_What to do_
Nothing in the entries may be dropped: restate them word for word.
^^^^^^^^
//! Standard MIDI File (SMF) framing.
//!
//! [`SmfWriter`] collects `(track, tick, bytes)` triples and frames them as a
//! Format 1 file:
//! - MThd header with the ticks-per-quarter division
//! - one MTrk chunk per container track, events as VLQ delta times
//! - an end-of-track meta event closing every chunk
//!
//! The writer does not interpret event bytes; validation happens upstream in
//! the emitter.

use super::{END_OF_TRACK, META_MSG};
use std::io::{self, Write};

/// Receiver for emitted events.
pub trait EventSink {
    /// Records raw event bytes at an absolute tick on a container track.
    fn add_event(&mut self, track: usize, tick: u32, bytes: &[u8]);
}

/// Appends `value` as a variable-length quantity: big-endian groups of seven
/// bits, every group but the last flagged with the high bit.
pub fn write_vlq(value: u32, buffer: &mut Vec<u8>) {
    let mut shift = 28;
    while shift > 0 && value >> shift == 0 {
        shift -= 7;
    }
    while shift > 0 {
        buffer.push(0x80 | ((value >> shift) as u8 & 0x7F));
        shift -= 7;
    }
    buffer.push(value as u8 & 0x7F);
}

/// In-memory Format 1 SMF builder.
#[derive(Debug, Clone)]
pub struct SmfWriter {
    ticks_per_quarter: u16,
    tracks: Vec<Vec<(u32, Vec<u8>)>>,
}

impl SmfWriter {
    /// Creates a writer with `track_count` empty container tracks.
    ///
    /// Events for higher track indices grow the track list.
    pub fn new(track_count: usize, ticks_per_quarter: u16) -> Self {
        Self {
            ticks_per_quarter,
            tracks: vec![Vec::new(); track_count],
        }
    }

    pub fn track_count(&self) -> usize {
        self.tracks.len()
    }

    /// Builds the track chunk body: delta-timed events plus end-of-track.
    fn build_track_data(events: &[(u32, Vec<u8>)]) -> Vec<u8> {
        let mut order: Vec<&(u32, Vec<u8>)> = events.iter().collect();
        order.sort_by_key(|(tick, _)| *tick);

        let mut buffer = Vec::new();
        let mut last_tick = 0u32;
        for (tick, bytes) in order {
            write_vlq(tick - last_tick, &mut buffer);
            buffer.extend_from_slice(bytes);
            last_tick = *tick;
        }

        // Meta event: FF 2F 00
        write_vlq(0, &mut buffer);
        buffer.extend_from_slice(&[META_MSG, END_OF_TRACK, 0x00]);
        buffer
    }

    /// Writes the complete file to `writer`.
    ///
    /// # Errors
    ///
    /// Returns an IO error if writing fails or there are more tracks than
    /// the header can count.
    pub fn write_to<W: Write>(&self, writer: &mut W) -> io::Result<()> {
        let num_tracks = u16::try_from(self.tracks.len())
            .map_err(|_| io::Error::new(io::ErrorKind::InvalidInput, "too many tracks"))?;

        writer.write_all(b"MThd")?;
        writer.write_all(&6u32.to_be_bytes())?; // Header length (always 6)
        writer.write_all(&1u16.to_be_bytes())?; // Format 1 (multi-track)
        writer.write_all(&num_tracks.to_be_bytes())?;
        writer.write_all(&self.ticks_per_quarter.to_be_bytes())?;

        for events in &self.tracks {
            let data = Self::build_track_data(events);
            writer.write_all(b"MTrk")?;
            writer.write_all(&(data.len() as u32).to_be_bytes())?;
            writer.write_all(&data)?;
        }
        Ok(())
    }

    /// Returns the complete file as bytes.
    pub fn finish(&self) -> io::Result<Vec<u8>> {
        let mut out = Vec::new();
        self.write_to(&mut out)?;
        Ok(out)
    }
}

impl EventSink for SmfWriter {
    fn add_event(&mut self, track: usize, tick: u32, bytes: &[u8]) {
        if track >= self.tracks.len() {
            self.tracks.resize(track + 1, Vec::new());
        }
        self.tracks[track].push((tick, bytes.to_vec()));
    }
}

#[cfg(test)]
mod tests {
    use super::*;

    #[test]
    fn test_vlq_group_boundaries() {
        let cases: [(u32, &[u8]); 6] = [
            (0, &[0x00]),
            (0x7F, &[0x7F]),
            (0x80, &[0x81, 0x00]),
            (480, &[0x83, 0x60]),
            (0x20_0000, &[0x81, 0x80, 0x80, 0x00]),
            (u32::MAX, &[0x8F, 0xFF, 0xFF, 0xFF, 0x7F]),
        ];
        for (value, expected) in cases {
            let mut buffer = vec![0xAA];
            write_vlq(value, &mut buffer);
            assert_eq!(&buffer[1..], expected, "value {:#x}", value);
        }
    }

    #[test]
    fn test_empty_file_layout() {
        let bytes = SmfWriter::new(1, 96).finish().unwrap();
        assert_eq!(
            bytes,
            vec![
                b'M', b'T', b'h', b'd', 0, 0, 0, 6, 0, 1, 0, 1, 0, 96, //
                b'M', b'T', b'r', b'k', 0, 0, 0, 4, 0x00, 0xFF, 0x2F, 0x00,
            ]
        );
    }

    #[test]
    fn test_delta_times() {
        let mut writer = SmfWriter::new(1, 120);
        writer.add_event(0, 0, &[0x90, 60, 64]);
        writer.add_event(0, 200, &[0x80, 60, 64]);
        let data = SmfWriter::build_track_data(&writer.tracks[0]);
        assert_eq!(
            data,
            vec![0x00, 0x90, 60, 64, 0x81, 0x48, 0x80, 60, 64, 0x00, 0xFF, 0x2F, 0x00]
        );
    }

    #[test]
    fn test_sink_grows_tracks() {
        let mut writer = SmfWriter::new(1, 120);
        writer.add_event(3, 0, &[0x90, 60, 64]);
        assert_eq!(writer.track_count(), 4);
        let bytes = writer.finish().unwrap();
        assert_eq!(&bytes[10..12], &[0, 4]);
    }
}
^^^^^^^^
_Problem solution_
//! Standard MIDI File (SMF) framing.
//!
//! [`SmfWriter`] collects `(track, tick, bytes)` triples and frames them as a
//! Format 1 file:
//! - MThd header with the ticks-per-quarter division
//! - one MTrk chunk per container track, events as VLQ delta times
//! - an end-of-track meta event closing every chunk
//!
//! The writer does not interpret event bytes; validation happens upstream in
//! the emitter.

use super::{END_OF_TRACK, META_MSG};
use std::io::{self, Write};

/// Receiver for emitted events.
pub trait EventSink {
    /// Records raw event bytes at an absolute tick on a container track.
    fn add_event(&mut self, track: usize, tick: u32, bytes: &[u8]);
}

/// Appends `value` as a variable-length quantity: big-endian groups of seven
/// bits, every group but the last flagged with the high bit.
pub fn write_vlq(value: u32, buffer: &mut Vec<u8>) {
    let mut shift = 28;
    while shift > 0 && value >> shift == 0 {
        shift -= 7;
    }
    while shift > 0 {
        buffer.push(0x80 | ((value >> shift) as u8 & 0x7F));
        shift -= 7;
    }
    buffer.push(value as u8 & 0x7F);
}

/// In-memory Format 1 SMF builder.
#[derive(Debug, Clone)]
pub struct SmfWriter {
    ticks_per_quarter: u16,
    tracks: Vec<Vec<(u32, Vec<u8>)>>,
}

impl SmfWriter {
    /// Creates a writer with `track_count` empty container tracks.
    ///
    /// Events for higher track indices grow the track list.
    pub fn new(track_count: usize, ticks_per_quarter: u16) -> Self {
        Self {
            ticks_per_quarter,
            tracks: vec![Vec::new(); track_count],
        }
    }

    pub fn track_count(&self) -> usize {
        self.tracks.len()
    }

    /// Builds the track chunk body: delta-timed events plus end-of-track.
    fn build_track_data(events: &[(u32, Vec<u8>)]) -> Vec<u8> {
        let mut order: Vec<&(u32, Vec<u8>)> = events.iter().collect();
        order.sort_by_key(|(tick, _)| *tick);

        let mut buffer = Vec::new();
        let mut last_tick = 0u32;
        for (tick, bytes) in order {
            write_vlq(tick - last_tick, &mut buffer);
            buffer.extend_from_slice(bytes);
            last_tick = *tick;
        }

        // Meta event: FF 2F 00
        write_vlq(0, &mut buffer);
        buffer.extend_from_slice(&[META_MSG, END_OF_TRACK, 0x00]);
        buffer
    }

    /// Writes the complete file to `writer`.
    ///
    /// # Errors
    ///
    /// Returns an IO error if writing fails or there are more tracks than
    /// the header can count.
    pub fn write_to<W: Write>(&self, writer: &mut W) -> io::Result<()> {
        let num_tracks = u16::try_from(self.tracks.len())
            .map_err(|_| io::Error::new(io::ErrorKind::InvalidInput, "too many tracks"))?;

        writer.write_all(b"MThd")?;
        writer.write_all(&6u32.to_be_bytes())?; // Header length (always 6)
        writer.write_all(&1u16.to_be_bytes())?; // Format 1 (multi-track)
        writer.write_all(&num_tracks.to_be_bytes())?;
        writer.write_all(&self.ticks_per_quarter.to_be_bytes())?;

        for events in &self.tracks {
            let data = Self::build_track_data(events);
            writer.write_all(b"MTrk")?;
            writer.write_all(&(data.len() as u32).to_be_bytes())?;
            writer.write_all(&data)?;
        }
        Ok(())
    }

    /// Returns the complete file as bytes.
    pub fn finish(&self) -> io::Result<Vec<u8>> {
        let mut out = Vec::new();
        self.write_to(&mut out)?;
        Ok(out)
    }
}

impl EventSink for SmfWriter {
    fn add_event(&mut self, track: usize, tick: u32, bytes: &[u8]) {
        if track >= self.tracks.len() {
            self.tracks.resize(track + 1, Vec::new());
        }
        self.tracks[track].push((tick, bytes.to_vec()));
    }
}

#[cfg(test)]
mod tests {
    use super::*;

    #[test]
    fn test_vlq_group_boundaries() {
        let cases: [(u32, &[u8]); 6] = [
            (0, &[0x00]),
            (0x7F, &[0x7F]),
            (0x80, &[0x81, 0x00]),
            (480, &[0x83, 0x60]),
            (0x20_0000, &[0x81, 0x80, 0x80, 0x00]),
            (u32::MAX, &[0x8F, 0xFF, 0xFF, 0xFF, 0x7F]),
        ];
        for (value, expected) in cases {
            let mut buffer = vec![0xAA];
            write_vlq(value, &mut buffer);
            assert_eq!(&buffer[1..], expected, "value {:#x}", value);
        }
    }

    #[test]
    fn test_empty_file_layout() {
        let bytes = SmfWriter::new(1, 96).finish().unwrap();
        assert_eq!(
            bytes,
            vec![
                b'M', b'T', b'h', b'd', 0, 0, 0, 6, 0, 1, 0, 1, 0, 96, //
                b'M', b'T', b'r', b'k', 0, 0, 0, 4, 0x00, 0xFF, 0x2F, 0x00,
            ]
        );
    }

    #[test]
    fn test_delta_times() {
        let mut writer = SmfWriter::new(1, 120);
        writer.add_event(0, 0, &[0x90, 60, 64]);
        writer.add_event(0, 200, &[0x80, 60, 64]);
        let data = SmfWriter::build_track_data(&writer.tracks[0]);
        assert_eq!(
            data,
            vec![0x00, 0x90, 60, 64, 0x81, 0x48, 0x80, 60, 64, 0x00, 0xFF, 0x2F, 0x00]
        );
    }

    #[test]
    fn test_sink_grows_tracks() {
        let mut writer = SmfWriter::new(1, 120);
        writer.add_event(3, 0, &[0x90, 60, 64]);
        assert_eq!(writer.track_count(), 4);
        let bytes = writer.finish().unwrap();
        assert_eq!(&bytes[10..12], &[0, 4]);
    }
}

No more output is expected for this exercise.